Il n’est pas moins inhabituel qu’une grande bourgeoise, mère de deux enfants, épouse d’un homme politique de premier rang, entame à 42 ans une carrière littéraire en renouvelant audacieusement l’aventure donjuanesque dans Le burlador. Il n’est pas moins insolite que cet auteur à succès se transforme, dix ans plus tard, en un essayiste qui, à partir de sa pratique ludique de l’analogie, définit la nature totalisante de la poésie au point de susciter l’attention d’André Breton. Il est plus surprenant encore de suivre la découverte qu’elle fait, à 55 ans, dans Platon, d’un Eros qui préfigure l’amour comme approche du sacré. Et de voir naitre de cette découverte un roman : La confession anonyme qui prône une érotique où le rituel, le cérémonial, la continence donneraient à l’amour la chance d’atteindre cet absolu qu’il lui arrive d’approcher. Enfin, n’est-il pas confondant que ce livre, d’apparence provocante, engendre cet hymne à la passion durable qu’est Le couple ? Sur cette lancée, on appréciera à leur poids de témérité ces deux ouvrages : À propos de Sartre et de l’amour et Le malentendu du Deuxième sexe que Paris appréciera peu puisqu’ils osent proposer aux deux figures emblématiques du moment de poser correctement le problème de la femme.
Enfin, comme si elle voulait attester d’une vie qui est une œuvre, on la voit publier, à 75 ans, ce livre par lequel il faudrait commencer la lecture de tout ce qu’elle a écrit : cette merveilleuse Enfance gantoise où son plus lointain passé épelle déjà l’alphabet de sa pensée fondamentale, dévoile la grille de son déchiffrement d’elle-même et du monde, s’accroît aussi de toutes les clartés que son expérience y a projetées.
Certaines œuvres sont tout entières conduites par l’intelligence.

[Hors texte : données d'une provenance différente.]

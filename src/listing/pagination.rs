use std::ops::Range;

/// 1-based pagination over `total` items
#[derive(Clone, Copy, Debug, PartialEq, Eq)]
pub struct Paginator {
    page: usize,
    page_size: usize,
    total: usize,
}

impl Paginator {
    /// Creates a paginator with `page` clamped to the available pages
    pub fn new(page: usize, page_size: usize, total: usize) -> Self {
        Self {
            page: 1,
            page_size: page_size.max(1),
            total,
        }
        .with_page(page)
    }

    pub fn with_page(self, page: usize) -> Self {
        Self {
            page: page.clamp(1, self.page_count()),
            ..self
        }
    }

    pub fn page(&self) -> usize {
        self.page
    }

    /// Number of pages, at least one even when there is nothing to show
    pub fn page_count(&self) -> usize {
        self.total.div_ceil(self.page_size).max(1)
    }

    pub fn has_previous(&self) -> bool {
        self.page > 1
    }

    pub fn has_next(&self) -> bool {
        self.page < self.page_count()
    }

    /// Index range of the current page's items
    pub fn range(&self) -> Range<usize> {
        let start = ((self.page - 1) * self.page_size).min(self.total);
        let end = (start + self.page_size).min(self.total);

        start..end
    }
}
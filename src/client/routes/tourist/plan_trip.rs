use dioxus::document::Title;
use dioxus::prelude::*;

use crate::{
    client::{
        components::{
            wizard::{
                ConfirmStep, DestinationsStep, GuideStep, InformationStep, StepIndicator,
                SuccessStep,
            },
            Page,
        },
        store::session::use_identity,
    },
    wizard::{step::WizardStep, TripWizard},
};

#[component]
pub fn PlanTrip() -> Element {
    let identity = use_identity();
    let wizard = use_signal(|| TripWizard::new(identity.read().clone()));

    let step = wizard.read().step();

    rsx!(
        Title { "Plan a Trip | The Pearl" }
        Page { title: "Plan Your Trip",
            div { class: "max-w-256 mx-auto",
                StepIndicator { current: step }
                match step {
                    WizardStep::SelectDestinations => rsx!(DestinationsStep { wizard }),
                    WizardStep::FillInformation => rsx!(InformationStep { wizard }),
                    WizardStep::SelectGuide => rsx!(GuideStep { wizard }),
                    WizardStep::ConfirmTrip => rsx!(ConfirmStep { wizard }),
                    WizardStep::Success => rsx!(SuccessStep {}),
                }
            }
        }
    )
}
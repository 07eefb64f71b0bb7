use dioxus::document::Title;
use dioxus::prelude::*;
use dioxus_free_icons::icons::fa_solid_icons::{FaHeart, FaLocationDot};
use dioxus_free_icons::Icon;
use dioxus_logger::tracing;

use crate::{
    catalog::add_to_dream_list,
    client::{
        components::Page,
        router::Route,
        store::{
            notice::use_notices,
            session::{use_api, use_identity},
        },
    },
    model::notice::Notice,
};

#[component]
pub fn DestinationDetail(id: i64) -> Element {
    let api = use_api();
    let identity = use_identity();
    let mut notices = use_notices();
    let mut adding = use_signal(|| false);

    let fetch_api = api.clone();
    let destination = use_resource(move || {
        let api = fetch_api.clone();

        async move { api.get_destination(id).await }
    });

    let add = use_callback(move |_: ()| {
        let api = api.clone();
        let loaded = match &*destination.read() {
            Some(Ok(destination)) => Some(destination.clone()),
            _ => None,
        };
        let Some(destination) = loaded else {
            return;
        };
        let Some(tourist_id) = identity.read().user_id() else {
            notices
                .write()
                .push(Notice::error("Please sign in to build your Dream List."));
            return;
        };
        if adding() {
            return;
        }
        adding.set(true);

        spawn(async move {
            let notice = add_to_dream_list(&api, tourist_id, &destination).await;
            adding.set(false);
            notices.write().push(notice);
        });
    });

    let title = match &*destination.read_unchecked() {
        Some(Ok(destination)) => format!("{} | The Pearl", destination.name),
        _ => "Destination | The Pearl".to_string(),
    };

    rsx!(
        Title { "{title}" }
        Page {
            match &*destination.read_unchecked() {
                None => rsx!(
                    span { class: "loading loading-spinner" }
                ),
                Some(Err(e)) => {
                    tracing::warn!(destination_id = %id, "Failed to load destination: {}", e);

                    rsx!(
                        div { class: "flex flex-col items-start gap-4",
                            p { class: "text-red-700", "This destination could not be found." }
                            Link { to: Route::TouristDestinations {}, class: "btn btn-outline", "Back to destinations" }
                        }
                    )
                }
                Some(Ok(destination)) => rsx!(
                    div { class: "flex flex-col gap-6 max-w-256",
                        div { class: "flex justify-between items-center",
                            div {
                                h1 { class: "text-4xl font-bold text-violet-700", "{destination.name}" }
                                div { class: "flex items-center gap-2 text-gray-500",
                                    Icon { width: 14, height: 14, icon: FaLocationDot }
                                    p { "{destination.district}, {destination.province} Province" }
                                }
                            }
                            button {
                                class: "btn btn-primary flex gap-2",
                                disabled: adding(),
                                onclick: move |_| add.call(()),
                                Icon { width: 14, height: 14, icon: FaHeart }
                                if adding() { "Adding..." } else { "Add to Dream List" }
                            }
                        }
                        if !destination.image.is_empty() {
                            img { class: "rounded-xl w-full object-cover max-h-128", src: "{destination.image}", alt: "{destination.name}" }
                        }
                        div { class: "flex flex-wrap gap-2",
                            span { class: "badge badge-primary", "{destination.kind}" }
                            span { class: "badge badge-outline", "{destination.climate} climate" }
                            for activity in destination.activities.iter() {
                                span { key: "{activity}", class: "badge badge-ghost", "{activity}" }
                            }
                        }
                        for (index, paragraph) in destination.details.iter().enumerate() {
                            p { key: "{index}", class: "text-gray-700", "{paragraph}" }
                        }
                    }
                ),
            }
        }
    )
}
#![allow(non_snake_case)]

use pearl::config::Config;

fn main() {
    let config = match Config::from_env() {
        Ok(config) => config,
        Err(e) => {
            eprintln!("Configuration error: {}", e);
            std::process::exit(1);
        }
    };

    if let Err(e) = dioxus_logger::init(config.log_level) {
        eprintln!("Failed to initialize logger: {}", e);
    }

    dioxus::LaunchBuilder::new()
        .with_context(config)
        .launch(pearl::client::App);
}
use chrono::Utc;
use pearl::{
    error::identity::IdentityError,
    model::user::Role,
    session::{
        guard::{route_access, RouteAccess},
        Identity,
    },
};
use pearl_test_utils::prelude::*;

#[test]
/// Expect the fixture tokens to resolve to their users and roles
fn resolves_fixture_tokens() {
    let tourist = Identity::from_token(Some(&token::tourist()));
    let guide = Identity::from_token(Some(&token::tour_guide()));
    let admin = Identity::from_token(Some(&token::admin()));

    assert_eq!(tourist.user_id(), Some(TEST_TOURIST_ID));
    assert_eq!(tourist.role(), Some(Role::Tourist));
    assert_eq!(tourist.display_name(), Some("Peter Maxwell"));
    assert_eq!(guide.user_id(), Some(TEST_GUIDE_ID));
    assert_eq!(guide.role(), Some(Role::TourGuide));
    assert_eq!(admin.role(), Some(Role::Admin));

    assert!(tourist.require_role(Role::Tourist).is_ok());
    assert_eq!(
        guide.require_role(Role::Admin).err(),
        Some(IdentityError::WrongRole {
            expected: Role::Admin,
            actual: Role::TourGuide,
        })
    );
}

#[test]
/// Expect garbage credentials to leave the user anonymous
fn garbage_token_is_anonymous() {
    for token in ["", "   ", "not-a-token", "a.b", "a.%%%.c"] {
        assert_eq!(Identity::from_token(Some(token)), Identity::Anonymous);
    }
    assert_eq!(
        Identity::Anonymous.require_role(Role::Tourist).err(),
        Some(IdentityError::Unauthenticated)
    );
}

#[test]
/// Expect an expired token to be reported as expired
fn expired_token() {
    let identity = Identity::from_token(Some(&token::expired_tourist()));
    let session = identity.session().unwrap();

    assert!(session.is_expired(Utc::now()));
    assert!(!Identity::from_token(Some(&token::tourist()))
        .session()
        .unwrap()
        .is_expired(Utc::now()));
}

#[test]
/// Expect each role to be kept inside its own area
fn route_access_by_role() {
    let tourist = Identity::from_token(Some(&token::tourist()));
    let guide = Identity::from_token(Some(&token::tour_guide()));
    let admin = Identity::from_token(Some(&token::admin()));

    let cases = [
        (&tourist, "/tourist/plan-trip", RouteAccess::Allow),
        (&tourist, "/admin/trips", RouteAccess::Redirect("/auth/login")),
        (&tourist, "/auth/login", RouteAccess::Redirect("/tourist/home")),
        (&tourist, "/tourist/destinations", RouteAccess::Allow),
        (&tourist, "/tourist/destinations/5", RouteAccess::Allow),
        (&tourist, "/tourist/account", RouteAccess::Allow),
        (&tourist, "/tour-guide/active-tours", RouteAccess::Redirect("/auth/login")),
        (&guide, "/tour-guide/tour-requests", RouteAccess::Allow),
        (&guide, "/tourist/home", RouteAccess::Redirect("/auth/login")),
        (&guide, "/auth/login", RouteAccess::Redirect("/tour-guide/account")),
        (&guide, "/tour-guide/active-tours", RouteAccess::Allow),
        (&guide, "/tour-guide/completed-tours", RouteAccess::Allow),
        (&guide, "/tourist/destinations/5", RouteAccess::Redirect("/auth/login")),
        (&admin, "/admin/destinations?page=2", RouteAccess::Allow),
        (&admin, "/auth/login", RouteAccess::Redirect("/admin/dashboard")),
        (&admin, "/", RouteAccess::Allow),
        (&Identity::Anonymous, "/tourist/trips", RouteAccess::Redirect("/auth/login")),
        (&Identity::Anonymous, "/auth/login", RouteAccess::Allow),
        (&Identity::Anonymous, "/auth/signup", RouteAccess::Allow),
        (&Identity::Anonymous, "/tourist/destinations", RouteAccess::Redirect("/auth/login")),
        (&Identity::Anonymous, "/tourist/account", RouteAccess::Redirect("/auth/login")),
    ];

    for (identity, path, expected) in cases {
        assert_eq!(route_access(identity, path), expected, "{}", path);
    }
}
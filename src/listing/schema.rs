use crate::{
    listing::{ListingRow, DEFAULT_PAGE_SIZE},
    model::{destination::DestinationDto, guide::TourGuideDto, trip::TripDto},
};

/// One column of a listing: a header and how to render an entity's cell
#[derive(Clone, Debug)]
pub struct Column<T> {
    pub header: &'static str,
    pub render: fn(&T) -> String,
}

impl<T> Column<T> {
    pub fn new(header: &'static str, render: fn(&T) -> String) -> Self {
        Self { header, render }
    }
}

/// Describes how a kind of entity is listed
#[derive(Clone, Debug)]
pub struct ListingSchema<T> {
    pub title: &'static str,
    pub columns: Vec<Column<T>>,
    pub page_size: usize,
    /// Identifier used for row keys and deletion
    pub key: fn(&T) -> i64,
    pub deletable: bool,
}

impl<T> ListingSchema<T> {
    pub fn render(&self, item: &T) -> ListingRow {
        ListingRow {
            key: (self.key)(item),
            cells: self.columns.iter().map(|c| (c.render)(item)).collect(),
        }
    }
}

pub fn destinations() -> ListingSchema<DestinationDto> {
    ListingSchema {
        title: "Destinations",
        columns: vec![
            Column::new("Name", |d: &DestinationDto| d.name.clone()),
            Column::new("Type", |d: &DestinationDto| d.kind.clone()),
            Column::new("Province", |d: &DestinationDto| d.province.clone()),
            Column::new("District", |d: &DestinationDto| d.district.clone()),
            Column::new("Climate", |d: &DestinationDto| d.climate.clone()),
            Column::new("Activities", |d: &DestinationDto| d.activities.join(", ")),
        ],
        page_size: DEFAULT_PAGE_SIZE,
        key: |d: &DestinationDto| d.id,
        deletable: true,
    }
}

pub fn trips() -> ListingSchema<TripDto> {
    ListingSchema {
        title: "Trips",
        columns: vec![
            Column::new("Trip", |t: &TripDto| t.headline()),
            Column::new("Tourist", |t: &TripDto| {
                t.tourist_name
                    .clone()
                    .unwrap_or_else(|| format!("Tourist #{}", t.tourist_id))
            }),
            Column::new("Country", |t: &TripDto| t.tourist_country.clone()),
            Column::new("Start", |t: &TripDto| {
                t.start_date
                    .map_or_else(|| "N/A".to_string(), |d| d.to_string())
            }),
            Column::new("Days", |t: &TripDto| t.number_of_days.to_string()),
            Column::new("Payment", |t: &TripDto| format!("{:.2}", t.trip_payment)),
            Column::new("Status", |t: &TripDto| t.trip_status.to_string()),
        ],
        page_size: DEFAULT_PAGE_SIZE,
        key: |t: &TripDto| t.id,
        deletable: false,
    }
}

pub fn tour_guides() -> ListingSchema<TourGuideDto> {
    ListingSchema {
        title: "Tour Guides",
        columns: vec![
            Column::new("Name", |g: &TourGuideDto| g.name.clone()),
            Column::new("License", |g: &TourGuideDto| g.license_number.clone()),
            Column::new("NIC", |g: &TourGuideDto| g.nic.clone()),
            Column::new("Telephone", |g: &TourGuideDto| g.telephone.clone()),
            Column::new("Email", |g: &TourGuideDto| g.email.clone().unwrap_or_default()),
            Column::new("Reviews", |g: &TourGuideDto| g.review_count.to_string()),
        ],
        page_size: DEFAULT_PAGE_SIZE,
        key: |g: &TourGuideDto| g.id,
        deletable: true,
    }
}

D’autres sont puissamment gouvernées par l’intuition. Avec Suzanne Lilar, il n’y a jamais de séparation entre les deux domaines, mais fusion dans un incessant mouvement de conquête. Peu d’œuvres témoignent comme la sienne des devoirs et des pouvoirs de l’esprit à éviter le piège mortel des oppositions apprises ou des cécités volontaires, pourvu que cette conduite de désaveuglement ne cesse pas d’être associée au frémissement du sensible. Face au temps à venir, elle est peut-être un des derniers garants de la vérité de cette parole qu’elle nous laisse, comme un testament : tout ce qui vit possède l’obscure intelligence de ce qui est nécessaire à sa progression.
Jean Tordeur
L’adieu, l’enjeu
Colette Nys-Mazure est poète et essayiste. Elle est l’auteur du volume Suzanne Lilar, paru dans la collection « Un livre, une œuvre » aux éditions Labor. Pour écrire cette étude, elle avait rencontré la « fille de haute liesse » dont elle parle dans un poème. Mais la rencontre était aussi celle de deux écritures. Un témoignage.
Est-il utile de rencontrer l’écrivain dont on explore le territoire ? La personne ne risque-t-elle pas d’être plus opaque que l’œuvre ? Ce que l’auteur pourrait nous dire n’est-il pas présent dans ses livres et ne suffit-il pas de fréquenter plus assidûment ses textes pour déchiffrer la réponse à toutes les questions qui nous hantent ? Sans doute… Raymond Pouilliart m’avait donné à réfléchir sur l’opportunité d’une telle démarche. Et cependant, François, le cinéaste de Benvenuta, va sonner chez Jeanne.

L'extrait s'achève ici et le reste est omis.